## TASK BRIEF
When the line containing "items.sort_by_key(|(address, _)| *address);" is reached, include it and end there; set down verbatim every line before it, starting at the top of the records.

=======

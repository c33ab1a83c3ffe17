//! 读请求描述：一段连续地址区间 + 区间内实际配置的点位
//!
//! 构建后不可变。PDU 与完整 RTU 帧在首次使用时生成并缓存；TCP 帧每次发送都需要
//! 新的事务号，只缓存 PDU，发送时再加 MBAP 头。

use crate::codec::{DataType, RegisterValue};
use crate::error::ProtocolError;
use crate::frame::{encode_adu, FrameHeader};
use crate::function_code::FunctionCode;
use crate::pdu::{Pdu, ReadRequest, ReadResponse};
use bytes::Bytes;
use std::sync::OnceLock;

/// 解码后的点位值
#[derive(Debug, Clone, Copy, PartialEq, Eq)]
pub enum PointValue {
    Register(RegisterValue),
    Coil(bool),
}

#[derive(Debug, Clone, PartialEq, Eq)]
enum Points {
    Registers(Vec<(u16, DataType)>),
    Coils(Vec<u16>),
}

#[derive(Debug, Clone)]
pub struct RequestDescriptor {
    slave_id: u8,
    request: ReadRequest,
    points: Points,
    pdu: OnceLock<Bytes>,
    rtu_frame: OnceLock<Bytes>,
}

fn sorted_unique<T: Copy>(mut items: Vec<(u16, T)>) -> Vec<(u16, T)> {
    items.sort_by_key(|(address, _)| *address);
    items.dedup_by_key(|(address, _)| *address);
    items
}

impl RequestDescriptor {
    /// 寄存器读（功能码 3/4）。区间从最小地址到最大地址。
    pub fn registers(
        slave_id: u8,
        function: FunctionCode,
        points: Vec<(u16, DataType)>,
    ) -> Result<Self, ProtocolError> {
        if !matches!(
            function,
            FunctionCode::ReadHoldingRegisters | FunctionCode::ReadInputRegisters
        ) {
            return Err(ProtocolError::InvalidRequest(format!(
                "{function} cannot read registers"
            )));
        }
        let points = sorted_unique(points);
        let request = span_request(function, points.iter().map(|(address, _)| *address))?;
        Ok(Self::build(slave_id, request, Points::Registers(points)))
    }

    /// 线圈/离散输入读（功能码 1/2）。
    pub fn coils(
        slave_id: u8,
        function: FunctionCode,
        addresses: Vec<u16>,
    ) -> Result<Self, ProtocolError> {
        if !matches!(
            function,
            FunctionCode::ReadCoils | FunctionCode::ReadDiscreteInputs
        ) {
            return Err(ProtocolError::InvalidRequest(format!(
                "{function} cannot read coils"
            )));
        }
        let addresses: Vec<u16> = sorted_unique(addresses.into_iter().map(|a| (a, ())).collect())
            .into_iter()
            .map(|(address, _)| address)
            .collect();
        let request = span_request(function, addresses.iter().copied())?;
        Ok(Self::build(slave_id, request, Points::Coils(addresses)))
    }

    fn build(slave_id: u8, request: ReadRequest, points: Points) -> Self {
        Self {
            slave_id,
            request,
            points,
            pdu: OnceLock::new(),
            rtu_frame: OnceLock::new(),
        }
    }

    pub fn slave_id(&self) -> u8 {
        self.slave_id
    }

    pub fn function(&self) -> FunctionCode {
        self.request.function()
    }

    pub fn start(&self) -> u16 {
        self.request.start()
    }

    pub fn quantity(&self) -> u16 {
        self.request.quantity()
    }

    pub fn read_request(&self) -> &ReadRequest {
        &self.request
    }

    /// 实际配置的地址（升序）
    pub fn addresses(&self) -> Vec<u16> {
        match &self.points {
            Points::Registers(points) => points.iter().map(|(address, _)| *address).collect(),
            Points::Coils(addresses) => addresses.clone(),
        }
    }

    pub fn pdu(&self) -> &Bytes {
        self.pdu.get_or_init(|| self.request.to_bytes())
    }

    pub fn rtu_frame(&self) -> &Bytes {
        self.rtu_frame.get_or_init(|| {
            encode_adu(
                FrameHeader::Rtu {
                    slave_id: self.slave_id,
                },
                self.pdu(),
            )
        })
    }

    pub fn tcp_frame(&self, transaction_id: u16) -> Bytes {
        encode_adu(
            FrameHeader::Tcp {
                transaction_id,
                unit_id: self.slave_id,
            },
            self.pdu(),
        )
    }

    /// 按配置的地址解码响应；区间内未配置的寄存器被读取但丢弃。
    pub fn decode_values(
        &self,
        response: &ReadResponse,
    ) -> Result<Vec<(u16, PointValue)>, ProtocolError> {
        response.matches(&self.request)?;
        let start = self.request.start();
        match &self.points {
            Points::Registers(points) => points
                .iter()
                .map(|(address, data_type)| {
                    let offset = usize::from(address - start);
                    RegisterValue::decode(*data_type, response.data(), offset)
                        .map(|value| (*address, PointValue::Register(value)))
                })
                .collect(),
            Points::Coils(addresses) => addresses
                .iter()
                .map(|address| {
                    response
                        .bit(usize::from(address - start))
                        .map(|bit| (*address, PointValue::Coil(bit)))
                        .ok_or_else(|| {
                            ProtocolError::Decode(format!("coil {address} missing in response"))
                        })
                })
                .collect(),
        }
    }
}

fn span_request(
    function: FunctionCode,
    mut addresses: impl Iterator<Item = u16>,
) -> Result<ReadRequest, ProtocolError> {
    let first = addresses
        .next()
        .ok_or_else(|| ProtocolError::InvalidRequest("request without addresses".into()))?;
    let last = addresses.last().unwrap_or(first);
    let span = u32::from(last - first) + 1;
    let quantity = u16::try_from(span)
        .map_err(|_| ProtocolError::InvalidRequest(format!("span {span} too large")))?;
    ReadRequest::new(function, first, quantity)
}

#[cfg(test)]
mod tests {
    use super::*;

    #[test]
    fn register_span_covers_first_to_last() {
        let descriptor = RequestDescriptor::registers(
            1,
            FunctionCode::ReadInputRegisters,
            vec![(102, DataType::Unsigned), (100, DataType::Signed)],
        )
        .unwrap();
        assert_eq!(descriptor.start(), 100);
        assert_eq!(descriptor.quantity(), 3);
        assert_eq!(descriptor.addresses(), vec![100, 102]);
        assert_eq!(&descriptor.pdu()[..], &[0x04, 0x00, 0x64, 0x00, 0x03]);
    }

    #[test]
    fn rejects_wrong_function_codes() {
        assert!(RequestDescriptor::registers(
            1,
            FunctionCode::ReadCoils,
            vec![(1, DataType::Unsigned)]
        )
        .is_err());
        assert!(RequestDescriptor::coils(1, FunctionCode::ReadHoldingRegisters, vec![1]).is_err());
        assert!(RequestDescriptor::coils(1, FunctionCode::WriteSingleCoil, vec![1]).is_err());
        assert!(RequestDescriptor::registers(1, FunctionCode::ReadHoldingRegisters, vec![]).is_err());
    }

    #[test]
    fn rtu_frame_is_cached() {
        let descriptor = RequestDescriptor::registers(
            1,
            FunctionCode::ReadHoldingRegisters,
            vec![(0, DataType::Unsigned), (9, DataType::Unsigned)],
        )
        .unwrap();
        let first = descriptor.rtu_frame().clone();
        assert_eq!(&first[..], &[0x01, 0x03, 0x00, 0x00, 0x00, 0x0A, 0xC5, 0xCD]);
        assert_eq!(descriptor.rtu_frame().as_ptr(), first.as_ptr());

        let tcp = descriptor.tcp_frame(7);
        assert_eq!(&tcp[..2], &[0x00, 0x07]);
        assert_eq!(&tcp[7..], &descriptor.pdu()[..]);
    }

    #[test]
    fn decode_values_drops_gap_registers() {
        let descriptor = RequestDescriptor::registers(
            1,
            FunctionCode::ReadInputRegisters,
            vec![(100, DataType::Signed), (102, DataType::Bitfield)],
        )
        .unwrap();
        let response = ReadResponse::new(
            FunctionCode::ReadInputRegisters,
            Bytes::from_static(&[0xFF, 0xFF, 0x00, 0x05, 0x00, 0x03]),
        );
        let values = descriptor.decode_values(&response).unwrap();
        assert_eq!(
            values,
            vec![
                (100, PointValue::Register(RegisterValue::Signed(-1))),
                (102, PointValue::Register(RegisterValue::Bitfield(3))),
            ]
        );
    }

    #[test]
    fn decode_coils() {
        let descriptor =
            RequestDescriptor::coils(1, FunctionCode::ReadCoils, vec![10, 12]).unwrap();
        let response =
            ReadResponse::new(FunctionCode::ReadCoils, Bytes::from_static(&[0b0000_0100]));
        let values = descriptor.decode_values(&response).unwrap();
        assert_eq!(
            values,
            vec![(10, PointValue::Coil(false)), (12, PointValue::Coil(true))]
        );
    }

    #[test]
    fn short_response_is_rejected() {
        let descriptor = RequestDescriptor::registers(
            1,
            FunctionCode::ReadInputRegisters,
            vec![(100, DataType::Unsigned), (101, DataType::Unsigned)],
        )
        .unwrap();
        let response =
            ReadResponse::new(FunctionCode::ReadInputRegisters, Bytes::from_static(&[0, 1]));
        assert!(descriptor.decode_values(&response).is_err());
    }
}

=======

## WRITTEN SOLUTION
repository c33ab1a83c3ffe17
//! 读请求描述：一段连续地址区间 + 区间内实际配置的点位
//!
//! 构建后不可变。PDU 与完整 RTU 帧在首次使用时生成并缓存；TCP 帧每次发送都需要
//! 新的事务号，只缓存 PDU，发送时再加 MBAP 头。

use crate::codec::{DataType, RegisterValue};
use crate::error::ProtocolError;
use crate::frame::{encode_adu, FrameHeader};
use crate::function_code::FunctionCode;
use crate::pdu::{Pdu, ReadRequest, ReadResponse};
use bytes::Bytes;
use std::sync::OnceLock;

/// 解码后的点位值
#[derive(Debug, Clone, Copy, PartialEq, Eq)]
pub enum PointValue {
    Register(RegisterValue),
    Coil(bool),
}

#[derive(Debug, Clone, PartialEq, Eq)]
enum Points {
    Registers(Vec<(u16, DataType)>),
    Coils(Vec<u16>),
}

#[derive(Debug, Clone)]
pub struct RequestDescriptor {
    slave_id: u8,
    request: ReadRequest,
    points: Points,
    pdu: OnceLock<Bytes>,
    rtu_frame: OnceLock<Bytes>,
}

fn sorted_unique<T: Copy>(mut items: Vec<(u16, T)>) -> Vec<(u16, T)> {
    items.sort_by_key(|(address, _)| *address);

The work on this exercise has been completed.